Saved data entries
════════════════

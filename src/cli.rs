use crate::crawler::CrawlOptions;
use crate::http_client::DEFAULT_USER_AGENT;
use clap::Parser;

pub const DEFAULT_MAX_PAGES: usize = 500;
pub const DEFAULT_DEPTH: usize = 5;
pub const DEFAULT_DELAY_MS: u64 = 500;
pub const DEFAULT_CONCURRENCY: usize = 1;
pub const DEFAULT_RETRIES: u32 = 2;
pub const DEFAULT_TIMEOUT_MS: u64 = 15_000;
pub const DEFAULT_OUTPUT: &str = "text";

#[derive(Parser, Debug)]
#[command(name = "seo-audit")]
#[command(about = "Crawl a website and score its on-page SEO", long_about = None)]
pub struct Cli {
    /// The URL to start crawling from
    #[arg(value_name = "URL")]
    pub url: String,

    /// Maximum number of pages to crawl
    #[arg(short, long, default_value_t = DEFAULT_MAX_PAGES)]
    pub max_pages: usize,

    /// Maximum crawl depth
    #[arg(short, long, default_value_t = DEFAULT_DEPTH)]
    pub depth: usize,

    /// Politeness delay after each request, in milliseconds
    #[arg(long, default_value_t = DEFAULT_DELAY_MS)]
    pub delay: u64,

    /// Number of concurrent workers
    #[arg(short = 'c', long, default_value_t = DEFAULT_CONCURRENCY)]
    pub concurrency: usize,

    /// Retries for throttled (429/503) responses
    #[arg(long, default_value_t = DEFAULT_RETRIES)]
    pub retries: u32,

    /// Request timeout in milliseconds
    #[arg(long, default_value_t = DEFAULT_TIMEOUT_MS)]
    pub timeout: u64,

    /// User-Agent sent with every request
    #[arg(long)]
    pub user_agent: Option<String>,

    /// Treat rule warnings as errors
    #[arg(long)]
    pub strict: bool,

    /// Path glob to leave out of the analysis (repeatable)
    #[arg(long = "ignore", value_name = "GLOB")]
    pub ignore: Vec<String>,

    /// Rule id to disable (repeatable)
    #[arg(long = "disable-rule", value_name = "ID")]
    pub disable_rule: Vec<String>,

    /// Output format: text or json
    #[arg(short, long, default_value = DEFAULT_OUTPUT)]
    pub output: String,

    /// Save the JSON report to a file
    #[arg(short, long)]
    pub save: Option<String>,

    /// Verbose output
    #[arg(short, long)]
    pub verbose: bool,

    /// Do not crawl URLs disallowed by robots.txt
    #[arg(long)]
    pub respect_robots_txt: bool,

    /// Do not seed the crawl from the sitemap
    #[arg(long)]
    pub no_sitemap: bool,

    /// Skip external link and image verification
    #[arg(long)]
    pub no_external: bool,

    /// Allow loopback and private network targets (local dev servers)
    #[arg(long)]
    pub allow_private: bool,

    /// Exit with an error when the site score is below this value
    #[arg(long, value_name = "SCORE")]
    pub fail_under: Option<u32>,

    /// Path to configuration file (JSON, TOML, or YAML)
    #[arg(long)]
    pub config: Option<String>,
}

impl Cli {
    pub fn crawl_options(&self) -> CrawlOptions {
        CrawlOptions {
            max_pages: self.max_pages,
            max_depth: self.depth,
            delay_ms: self.delay,
            concurrency: self.concurrency,
            retries: self.retries,
            timeout_ms: self.timeout,
            user_agent: self
                .user_agent
                .clone()
                .unwrap_or_else(|| DEFAULT_USER_AGENT.to_string()),
            strict: self.strict,
            ignore_patterns: self.ignore.clone(),
            disabled_rules: self.disable_rule.clone(),
            use_sitemap: !self.no_sitemap,
            respect_robots_txt: self.respect_robots_txt,
            check_external_links: !self.no_external,
            allow_private_network: self.allow_private,
            ..CrawlOptions::default()
        }
    }
}

#[cfg(test)]
mod tests {
    use super::*;

    #[test]
    fn test_defaults_match_crawl_options() {
        let cli = Cli::parse_from(["seo-audit", "https://example.com"]);
        let options = cli.crawl_options();
        let defaults = CrawlOptions::default();

        assert_eq!(options.max_pages, defaults.max_pages);
        assert_eq!(options.max_depth, defaults.max_depth);
        assert_eq!(options.delay_ms, defaults.delay_ms);
        assert_eq!(options.concurrency, defaults.concurrency);
        assert_eq!(options.retries, defaults.retries);
        assert_eq!(options.timeout_ms, defaults.timeout_ms);
        assert_eq!(options.user_agent, defaults.user_agent);
        assert!(options.use_sitemap);
        assert!(options.check_external_links);
    }

    #[test]
    fn test_repeatable_flags() {
        let cli = Cli::parse_from([
            "seo-audit",
            "https://example.com",
            "--ignore",
            "/admin/**",
            "--ignore",
            "/drafts/*",
            "--disable-rule",
            "hreflang",
            "--no-sitemap",
            "--strict",
        ]);
        let options = cli.crawl_options();

        assert_eq!(options.ignore_patterns, vec!["/admin/**", "/drafts/*"]);
        assert_eq!(options.disabled_rules, vec!["hreflang"]);
        assert!(!options.use_sitemap);
        assert!(options.strict);
    }
}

════════════════

Only a number is wanted here: the count of lines in the data that include the word "admin".

2